WARTAKOTALIVE.COM, JAKARTA--Kabar yang menyebutkan Bisphenol-A (BPA) menyebabkan diabetes, kolesterol tinggi, kanker, infertilitas dan penyakit lain, adalah mitos yang menyesatkan.
Hingga saat ini tidak ada satu kasus pun penyakit tersebut disebabkan oleh BPA.
Hal tersebut diungkapkan oleh Dr. dr. Laurentius Aswin Pramono Sp.PD-KEMD dalam Diskusi Pakar Bersama Jurnalis Kesehatan: Forum Ngobras di Jakarta, Selasa (10/9/2024).
"Penyebab diabetes bukanlah BPA, melainkan penurunan produksi insulin akibat gaya hidup yang kurang baik, dan usia.
Demikian pula dengan kanker, infertilitas, obesitas, dan berbagai penyakit degeneratif lainnya,” kata Aswin.
“Belum ada konsensus bahwa BPA menyebabkan diabetes atau kanker. Belum ada sama sekali.
Belum ada bukti (penelitian ilmiah) pada manusia. Yang ada hanya penelitian di lab dengan hewan coba,” tandasnya.
Menurutnya, studi-studi terkait BPA belum konsisten dan belum cukup kuat. Ia melanjutkan, penelitian di Makassar menemukan, uji migrasi dari BPA pada kemasan pangan berkisar antara 0,0001 – 0,0009 mg/kg, jauh dari batasan BPOM 0,05 mg/kg.
“Selain itu, temuan yang dilakukan oleh peneliti ITB mengemukakan bahwa BPA tidak terdeteksi pada galon dari empat merk yang banyak dikonsumsi di Indonesia.

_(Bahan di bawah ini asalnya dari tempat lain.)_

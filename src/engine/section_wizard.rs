// ==========================================
// 合同录入引擎 - 章节向导状态机
// ==========================================
// 状态: 当前章节；初始为第一个章节；无终态
// 迁移:
// - 下一步: 当前章节有效且存在下一章节
// - 上一步: 无条件（不重新校验）
// - 跳转:   无条件（线性流程的显式出口）
// 校验: 只有 basic-info 与 incoterm 有实际完成条件，其余章节恒为有效
// 保存门控: 与当前位置无关，basic-info 与 incoterm 同时完成才可保存
// ==========================================

use serde::{Deserialize, Serialize};

use crate::domain::contract::{first_of_month, is_filled, ContractDraft};
use crate::domain::types::SectionId;
use crate::engine::quota_scheduler::quotas_match_window;

/// 章节展示状态
#[derive(Debug, Clone, Copy, PartialEq, Eq, Serialize, Deserialize)]
#[serde(rename_all = "SCREAMING_SNAKE_CASE")]
pub enum SectionStatus {
    Complete,
    Incomplete,
}

/// 导航结果
#[derive(Debug, Clone, PartialEq, Eq, Serialize)]
pub enum Transition {
    Moved { from: SectionId, to: SectionId },
    /// 当前章节未完成，拒绝前进（附未满足条件）
    Blocked { section: SectionId, reasons: Vec<&'static str> },
    /// 已在首/末章节
    AtBoundary { section: SectionId },
}

impl Transition {
    pub fn is_moved(&self) -> bool {
        matches!(self, Transition::Moved { .. })
    }
}

// ==========================================
// 章节完成条件
// ==========================================

/// basic-info 未满足的条件
pub fn missing_basic_fields(draft: &ContractDraft) -> Vec<&'static str> {
    let mut missing = Vec::new();
    if draft.contract_type.is_none() {
        missing.push("contract_type");
    }
    if !is_filled(&draft.vendor_id) {
        missing.push("vendor_id");
    }
    if !is_filled(&draft.buyer_id) {
        missing.push("buyer_id");
    }
    if !is_filled(&draft.product_id) {
        missing.push("product_id");
    }
    if !is_filled(&draft.country_id) {
        missing.push("country_id");
    }
    if draft.delivery_window.start_month.is_none() {
        missing.push("start_month");
    }
    if draft.delivery_window.end_month.is_none() {
        missing.push("end_month");
    }

    // 区间两端须为月初且不逆序；配额须逐月覆盖该区间
    let valid_window = match draft.delivery_window.bounds() {
        Some((start, end))
            if start <= end && start == first_of_month(start) && end == first_of_month(end) =>
        {
            Some((start, end))
        }
        Some(_) => {
            missing.push("delivery_window");
            None
        }
        None => None,
    };
    let quotas_ok = match valid_window {
        Some((start, end)) => quotas_match_window(&draft.quotas, start, end),
        None => !draft.quotas.is_empty(),
    };
    if !quotas_ok {
        missing.push("quotas");
    }
    missing
}

/// incoterm 未满足的条件
pub fn missing_incoterm_fields(draft: &ContractDraft) -> Vec<&'static str> {
    let mut missing = Vec::new();
    if !is_filled(&draft.incoterm_id) {
        missing.push("incoterm_id");
    }
    if draft.delivery_location.trim().is_empty() {
        missing.push("delivery_location");
    }
    missing
}

pub fn basic_info_complete(draft: &ContractDraft) -> bool {
    missing_basic_fields(draft).is_empty()
}

pub fn incoterm_complete(draft: &ContractDraft) -> bool {
    missing_incoterm_fields(draft).is_empty()
}

/// 章节是否允许前进
pub fn is_section_valid(section: SectionId, draft: &ContractDraft) -> bool {
    match section {
        SectionId::BasicInfo => basic_info_complete(draft),
        SectionId::Incoterm => incoterm_complete(draft),
        _ => true,
    }
}

/// 章节展示状态（无完成条件的章节始终显示为未完成，但不阻断导航）
pub fn section_status(section: SectionId, draft: &ContractDraft) -> SectionStatus {
    let complete = match section {
        SectionId::BasicInfo => basic_info_complete(draft),
        SectionId::Incoterm => incoterm_complete(draft),
        _ => false,
    };
    if complete {
        SectionStatus::Complete
    } else {
        SectionStatus::Incomplete
    }
}

pub fn section_statuses(draft: &ContractDraft) -> Vec<(SectionId, SectionStatus)> {
    SectionId::ALL
        .iter()
        .map(|&section| (section, section_status(section, draft)))
        .collect()
}

/// 保存门控
pub fn can_save(draft: &ContractDraft) -> bool {
    basic_info_complete(draft) && incoterm_complete(draft)
}

// ==========================================
// SectionWizard - 向导状态机
// ==========================================
#[derive(Debug, Clone, PartialEq, Eq)]
pub struct SectionWizard {
    current: usize,
}

impl Default for SectionWizard {
    fn default() -> Self {
        Self::new()
    }
}

impl SectionWizard {
    pub fn new() -> Self {
        Self { current: 0 }
    }

    pub fn current(&self) -> SectionId {
        SectionId::ALL[self.current]
    }

    pub fn is_first(&self) -> bool {
        self.current == 0
    }

    pub fn is_last(&self) -> bool {
        self.current + 1 == SectionId::ALL.len()
    }

    /// 前进（需当前章节有效）
    pub fn go_to_next(&mut self, draft: &ContractDraft) -> Transition {
        let from = self.current();
        if self.is_last() {
            return Transition::AtBoundary { section: from };
        }

        if !is_section_valid(from, draft) {
            let reasons = match from {
                SectionId::BasicInfo => missing_basic_fields(draft),
                SectionId::Incoterm => missing_incoterm_fields(draft),
                _ => Vec::new(),
            };
            tracing::debug!("章节 {} 未完成，拒绝前进: {:?}", from, reasons);
            return Transition::Blocked { section: from, reasons };
        }

        self.current += 1;
        Transition::Moved { from, to: self.current() }
    }

    /// 后退（无条件）
    pub fn go_to_previous(&mut self) -> Transition {
        let from = self.current();
        if self.is_first() {
            return Transition::AtBoundary { section: from };
        }
        self.current -= 1;
        Transition::Moved { from, to: self.current() }
    }

    /// 跳转到任意章节（无条件）
    pub fn go_to_section(&mut self, target: SectionId) -> Transition {
        let from = self.current();
        self.current = target.position();
        Transition::Moved { from, to: target }
    }
}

Hasilnya tidak terdeteksi melalui alat yang paling sensitif sekalipun,” paparnya.
Pada kesempatan yang sama Guru Besar Ilmu Rekayasa Proses Pengemasan Pangan, Teknologi Pangan IPB, Prof. Dr. Nugraha Edhi Suyatma, S.T.P. DEA menjelaskan, BPA adalah bahan baku pembuatan jenis plastik polikarbonat dan epoksi.
BPA banyak ditemukan pada barang-barang di sekitar kita.
Tidak hanya pada kemasan pangan, melainkan juga pada barang-barang lain misalnya thermal paper yang digunakan pada kertas ATM/struk belanja, CD, peralatan olahraga, hingga peralatan medis seperti selang kateter dan tambalan gigi.
“BPA diproses dengan bahan lain untuk menjadi polikarbonat. Kalau sudah jadi polikarbonat, dia menjadi material yang kuat.
Kandungan BPA-nya sudah hampir tidak ada lagi, dan yang tersisa pun tidak mudah luruh,” papar Prof Nugraha.
Lebih jauh Prof. Nugraha menjelaskan, sisa BPA yang ada pada kemasan polikarbonat atau epoksi baru dapat berpotensi bermigrasi hanya pada kondisi ekstrim.
“Polikarbonat itu sangat tahan panas; melting point-nya (titik leleh) 200 derajat Celcius.
Sebagai catatan, proses distribusi pun misalnya terkena panas dan sinar matahari selama perjalanan, tidak akan lebih dari 50 derajat. Jadi risiko migrasi sangat kecil,” imbuhnya.
Batas aman BPA
Di Indonesia, batas aman toleransi atau TDI BPA belum diatur, namun Badan Pengawas Obat dan Makanan (BPOM) menetapkan batas migrasi maksimum BPA 0,05 mg/kg.
Ini sesuai dengan ketentuan dalam Peraturan Badan POM Nomor 20 Tahun 2019 tentang Kemasan Pangan.
Sementara di Eropa, EMA (European Medicines Agency) dan BfR (Federal Institute for Risk Assessment - Jerman) misalnya, memiliki nilai referensi yang lebih tinggi, yaitu 50 mikrogram/kg berat badan per hari.
Adapun BfR menetapkan batas 0,2 mikrogram kg BB/hari.